View from the Foyle - New opportunities are opening up

When I was a teenager I wanted to be a journalist having become obsessed with Press Gang, a British children’s television comedy-drama that was broadcast from 1989 to 1993.

Tuesday, 25th May 2021, 10:21 am

The programme was based on the activities of a children’s newspaper, the Junior Gazette, produced by pupils from the local comprehensive school.

I was attracted to the hustle and bustle of the office, how they were overcoming challenges everyday, working as a busy team and tackling important issues.

I didn’t get the grades I needed to pursue this career academically, so I took alternative routes, pursuing it in my own time.

I wrote for my university student magazine as the fashion editor, focusing on sustainable fashion and contributing regular reviews of star purchases I had found in charity shops in Edinburgh.

I became a food critic, writing reviews on restaurants and cafes in Manchester and I produced short radio packages for Radio Foyle on new and emerging businesses in the NW.

Not getting the grades I needed to become a journalist wasn’t going to stop me pursuing a passion.

In an Elemental team building session last month, I asked my team what they wanted to be when they were young.

People’s faces lit up as they talked about wanting to be a post office worker who just wanted to stamp everything, a professional golfer, a Barbie, an interior designer, a police officer and someone who wanted to work in Bridie’s.

It got me thinking how easily we can be inspired about what we want to do long term and how COVID has opened up a whole new world of opportunities with remote working.

It’s great to see so many new jobs emerging in Derry and the wider North West at the moment; roles that never existed before in and around Derry’s developing tech space.

Whilst my son is still only 12, he knows the course he wants to do in LYIT and even the company that he wants to work for (Hypixel).

My 9-year-old daughter wants to open her own bakery having been given responsibility of creating the weekend supply of pancakes and scones in our house.

They know that things don’t always work out as planned but it gives them hope, an interest and a focus to concentrate on whilst they move into the next phase of their lives.

Careers advice has changed so much in the region since I was young.

We’re so lucky to have the likes of Finneen Bradley and her team at NWRC, the programmes and initiatives led by the team at School Employer Connections, Alistair at Startacus and school careers programmes like that in St Mary’s.

Seeing what’s available now and what’s potentially achievable is so important to young people and not-so-young people on so many levels.

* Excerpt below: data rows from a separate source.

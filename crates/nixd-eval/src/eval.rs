//! The lazy evaluator.
//!
//! Environments mirror the binder's scope stack exactly: every
//! scope-introducing node creates one env level whose slot layout is the
//! binder's displacement list, so `Var { level, displ }` lookups are two
//! array walks. Forced values are recorded per expression of the root
//! document, which is what evaluated hover reads back.

use std::cell::{Cell, RefCell};
use std::collections::{BTreeMap, HashMap, HashSet};
use std::path::{Path, PathBuf};
use std::rc::Rc;

use nixd_core::{
    Ast, BinOp, Binding, Expr, ExprId, NixdError, Pos, PosIdx, UnOp, BUILTIN_LEVEL,
};

use crate::value::{AttrValue, AttrsValue, Closure, Env, EnvKind, ForceState, Thunk, Value};

pub type EvalResult = Result<Value, NixdError>;

const MAX_DEPTH: usize = 512;

pub struct Evaluator {
    root_ast: Rc<Ast>,
    base_dir: Option<PathBuf>,
    /// Expression id -> last forced value, root document only.
    trace: RefCell<HashMap<ExprId, Value>>,
    depth: Cell<usize>,
    import_cache: RefCell<HashMap<PathBuf, Value>>,
    importing: RefCell<HashSet<PathBuf>>,
}
pub mod ast;
pub mod error;
pub mod table;

pub use ast::{
    is_builtin, Apply, Assert, Ast, AttrName, Attrs, BinOp, BinaryOp, Binding, Expr, ExprId,
    Formal, Formals, HasAttr, If, Lambda, Let, List, Select, UnOp, UnaryOp, Var, With,
    BUILTIN_LEVEL,
};
pub use error::{ErrorPos, NixdError};
pub use table::{Pos, PosIdx, PosTable, Sym, SymbolTable};
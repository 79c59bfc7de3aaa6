//! Open-document store.
//!
//! Contents are owned here exclusively; readers get `Arc` snapshots.
//! Incremental edits that fall outside the document are hard errors —
//! the caller removes the draft, because a desynchronized client is
//! better served by failing requests than by silently wrong text.

use std::collections::HashMap;
use std::path::{Path, PathBuf};
use std::sync::{Arc, Mutex};

use nixd_core::NixdError;
use tower_lsp::lsp_types::TextDocumentContentChangeEvent;

use crate::helpers::position_to_offset;

#[derive(Debug, Clone)]
pub struct Draft {
    pub version: i64,
    pub contents: Arc<String>,
}

#[derive(Default)]
pub struct DraftStore {
    inner: Mutex<HashMap<PathBuf, Draft>>,
}

impl DraftStore {
    pub fn new() -> Self {
        DraftStore::default()
    }

    pub fn add_draft(&self, path: PathBuf, version: i64, contents: String) {
        self.inner.lock().unwrap().insert(
            path,
            Draft {
                version,
                contents: Arc::new(contents),
            },
        );
    }

    pub fn get_draft(&self, path: &Path) -> Option<Draft> {
        self.inner.lock().unwrap().get(path).cloned()
    }

    pub fn remove_draft(&self, path: &Path) {
        self.inner.lock().unwrap().remove(path);
    }

    /// Snapshot of all drafts, for seeding a fresh worker.
    pub fn all(&self) -> Vec<(PathBuf, Draft)> {
        self.inner
            .lock()
            .unwrap()
            .iter()
            .map(|(k, v)| (k.clone(), v.clone()))
            .collect()
    }
}

/// Apply one LSP content change to `contents`. A missing range replaces
/// the whole document; otherwise the range is resolved to byte offsets
/// and spliced.
pub fn apply_change(
    contents: &mut String,
    change: &TextDocumentContentChangeEvent,
) -> Result<(), NixdError> {
    let Some(range) = change.range else {
        *contents = change.text.clone();
        return Ok(());
    };

    let start = position_to_offset(contents, range.start)?;
    let end = position_to_offset(contents, range.end)?;
    if start > end {
        return Err(NixdError::Protocol(format!(
            "change range is inverted ({start} > {end})"
        )));
    }
    contents.replace_range(start..end, &change.text);
    Ok(())
}

#[cfg(test)]
mod tests {
    use super::*;
    use tower_lsp::lsp_types::{Position, Range};

    fn change(range: Option<((u32, u32), (u32, u32))>, text: &str) -> TextDocumentContentChangeEvent {
        TextDocumentContentChangeEvent {
            range: range.map(|((sl, sc), (el, ec))| Range {
                start: Position::new(sl, sc),
                end: Position::new(el, ec),
            }),
            range_length: None,
            text: text.to_string(),
        }
    }

    #[test]
    fn full_text_change_replaces_contents() {
        let mut text = "old".to_string();
        apply_change(&mut text, &change(None, "new")).unwrap();
        assert_eq!(text, "new");
    }

    #[test]
    fn incremental_insert() {
        let mut text = "let x = 1; in x".to_string();
        apply_change(&mut text, &change(Some(((0, 8), (0, 9))), "42")).unwrap();
        assert_eq!(text, "let x = 42; in x");
    }

    #[test]
    fn incremental_delete_across_lines() {
        let mut text = "a\nb\nc".to_string();
        apply_change(&mut text, &change(Some(((0, 1), (2, 0))), " ")).unwrap();
        assert_eq!(text, "a c");
    }

    #[test]
    fn out_of_bounds_range_is_a_hard_error() {
        let mut text = "short".to_string();
        assert!(apply_change(&mut text, &change(Some(((3, 0), (3, 1))), "x")).is_err());
        assert!(apply_change(&mut text, &change(Some(((0, 9), (0, 10))), "x")).is_err());
        // The document is untouched after a failed change.
        assert_eq!(text, "short");
    }

    #[test]
    fn store_lifecycle() {
        let store = DraftStore::new();
        store.add_draft(PathBuf::from("/f.nix"), 1, "a".into());
        assert_eq!(store.get_draft(Path::new("/f.nix")).unwrap().version, 1);

        store.add_draft(PathBuf::from("/f.nix"), 2, "b".into());
        let draft = store.get_draft(Path::new("/f.nix")).unwrap();
        assert_eq!(draft.version, 2);
        assert_eq!(*draft.contents, "b");

        store.remove_draft(Path::new("/f.nix"));
        assert!(store.get_draft(Path::new("/f.nix")).is_none());
        assert!(store.all().is_empty());
    }
}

Understanding what is available and what it is like to work in that environment is critical.

They say ‘you can’t become what you can’t see’.

At Elemental, we are all about giving people opportunities and we regularly take on students from NWRC and people who might not yet have the skills they need to be what they want to be, but are ready to learn the ropes and move up through the organisation.

We advise people to research the industry they are interested in working in and the company they are applying to.

Opportunities are there to be grasped, and more often being able to put your hand up and say ‘I want to go for this and here’s what I can do’, is all it takes.

Whatever age you discover and follow your passion, it shouldn’t matter.

What matters is that you have been supported and empowered.

We all have a responsibility to inspire others and create opportunities for people to try, experience and develop their personal and professional skills.

It’s what makes life more enjoyable.